**RECORDS FOR THIS TASK:**
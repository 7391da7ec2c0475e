//! Explicit observable state.
//!
//! An [`Observable`] is a shared, lock-protected value with two hook lists:
//! *will change* hooks see the old value right before a write, *changed*
//! hooks see the new value right after. Nothing is batched or deduplicated;
//! every `set`/`update` fires both lists once.
//!
//! Hooks run while a read guard is held, so a hook must not write to the
//! observable that invoked it.

use std::fmt;
use std::sync::atomic::{AtomicU64, Ordering};
use std::sync::Arc;

use parking_lot::{Mutex, RwLock};

type Hook<T> = Arc<dyn Fn(&T) + Send + Sync>;

/// Handle returned by hook registration, used to unsubscribe.
#[derive(Debug, Clone, Copy, PartialEq, Eq, Hash)]
pub struct SubscriptionId(u64);

struct Hooks<T> {
    will_change: Vec<(SubscriptionId, Hook<T>)>,
    changed: Vec<(SubscriptionId, Hook<T>)>,
}

struct Inner<T> {
    value: RwLock<T>,
    hooks: Mutex<Hooks<T>>,
    next_id: AtomicU64,
    version: AtomicU64,
}

/// Shared observable value. Clones share the same state and hooks.
pub struct Observable<T> {
    inner: Arc<Inner<T>>,
}

impl<T> Clone for Observable<T> {
    fn clone(&self) -> Self {
        Self { inner: Arc::clone(&self.inner) }
    }
}

impl<T: fmt::Debug> fmt::Debug for Observable<T> {
    fn fmt(&self, f: &mut fmt::Formatter<'_>) -> fmt::Result {
        f.debug_struct("Observable")
            .field("value", &*self.inner.value.read())
            .field("version", &self.version())
            .finish()
    }
}

impl<T: Default> Default for Observable<T> {
    fn default() -> Self {
        Self::new(T::default())
    }
}

impl<T> Observable<T> {
    /// Wrap an initial value.
    pub fn new(value: T) -> Self {
        Self {
            inner: Arc::new(Inner {
                value: RwLock::new(value),
                hooks: Mutex::new(Hooks { will_change: Vec::new(), changed: Vec::new() }),
                next_id: AtomicU64::new(0),
                version: AtomicU64::new(0),
            }),
        }
    }

    /// Read the value through a closure.
    pub fn with<R>(&self, f: impl FnOnce(&T) -> R) -> R {
        f(&*self.inner.value.read())
    }

    /// Clone the current value.
    pub fn get(&self) -> T
    where
        T: Clone,
    {
        self.inner.value.read().clone()
    }

    /// Number of writes so far.
    pub fn version(&self) -> u64 {
        self.inner.version.load(Ordering::Acquire)
    }

    /// Replace the value.
    pub fn set(&self, value: T) {
        self.update(|slot| *slot = value);
    }

    /// Mutate the value in place.
    pub fn update(&self, f: impl FnOnce(&mut T)) {
        let (will_change, changed) = {
            let hooks = self.inner.hooks.lock();
            (
                hooks.will_change.iter().map(|(_, h)| Arc::clone(h)).collect::<Vec<_>>(),
                hooks.changed.iter().map(|(_, h)| Arc::clone(h)).collect::<Vec<_>>(),
            )
        };

        if !will_change.is_empty() {
            let old = self.inner.value.read();
            will_change.iter().for_each(|hook| hook(&*old));
        }

        f(&mut *self.inner.value.write());
        self.inner.version.fetch_add(1, Ordering::AcqRel);

        if !changed.is_empty() {
            let new = self.inner.value.read();
            changed.iter().for_each(|hook| hook(&*new));
        }
    }

    /// Register an "about to change" hook.
    pub fn on_will_change(&self, hook: impl Fn(&T) + Send + Sync + 'static) -> SubscriptionId {
        let id = self.next_id();
        self.inner.hooks.lock().will_change.push((id, Arc::new(hook)));
        id
    }

    /// Register a "changed" hook.
    pub fn subscribe(&self, hook: impl Fn(&T) + Send + Sync + 'static) -> SubscriptionId {
        let id = self.next_id();
        self.inner.hooks.lock().changed.push((id, Arc::new(hook)));
        id
    }

    /// Remove a hook of either kind. Returns false for unknown ids.
    pub fn unsubscribe(&self, id: SubscriptionId) -> bool {
        let mut hooks = self.inner.hooks.lock();
        let before = hooks.will_change.len() + hooks.changed.len();
        hooks.will_change.retain(|(i, _)| *i != id);
        hooks.changed.retain(|(i, _)| *i != id);
        before != hooks.will_change.len() + hooks.changed.len()
    }

    /// Whether both handles share the same state.
    pub fn ptr_eq(&self, other: &Observable<T>) -> bool {
        Arc::ptr_eq(&self.inner, &other.inner)
    }

    fn next_id(&self) -> SubscriptionId {
        SubscriptionId(self.inner.next_id.fetch_add(1, Ordering::Relaxed))
    }
}

#[cfg(test)]
mod tests {
    use super::*;

    #[test]
    fn test_get_set_update() {
        let count = Observable::new(1);
        count.set(5);
        count.update(|n| *n += 1);
        assert_eq!(count.get(), 6);
        assert_eq!(count.version(), 2);
        assert_eq!(count.with(|n| n * 2), 12);
    }

    #[test]
    fn test_hooks_see_old_then_new() {
        let state = Observable::new(String::from("a"));
        let log = Arc::new(Mutex::new(Vec::new()));

        let before = Arc::clone(&log);
        state.on_will_change(move |v: &String| before.lock().push(format!("will:{v}")));
        let after = Arc::clone(&log);
        state.subscribe(move |v: &String| after.lock().push(format!("did:{v}")));

        state.set("b".into());
        assert_eq!(*log.lock(), vec!["will:a", "did:b"]);
    }

    #[test]
    fn test_unsubscribe() {
        let state = Observable::new(0);
        let hits = Arc::new(AtomicU64::new(0));
        let counter = Arc::clone(&hits);
        let id = state.subscribe(move |_| {
            counter.fetch_add(1, Ordering::Relaxed);
        });

        state.set(1);
        assert!(state.unsubscribe(id));
        assert!(!state.unsubscribe(id));
        state.set(2);
        assert_eq!(hits.load(Ordering::Relaxed), 1);
    }

    #[test]
    fn test_clones_share_state() {
        let a = Observable::new(vec![1]);
        let b = a.clone();
        b.update(|v| v.push(2));
        assert_eq!(a.get(), vec![1, 2]);
        assert!(a.ptr_eq(&b));
    }

    #[test]
    fn test_observable_is_send_sync() {
        static_assertions::assert_impl_all!(Observable<Vec<u8>>: Send, Sync);
    }
}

**TASK DETAILS:** Each line of the material that contains the string "push" has to be copied out.

**YOUR SOLUTION:**
        self.inner.hooks.lock().will_change.push((id, Arc::new(hook)));
        self.inner.hooks.lock().changed.push((id, Arc::new(hook)));
        state.on_will_change(move |v: &String| before.lock().push(format!("will:{v}")));
        state.subscribe(move |v: &String| after.lock().push(format!("did:{v}")));
        b.update(|v| v.push(2));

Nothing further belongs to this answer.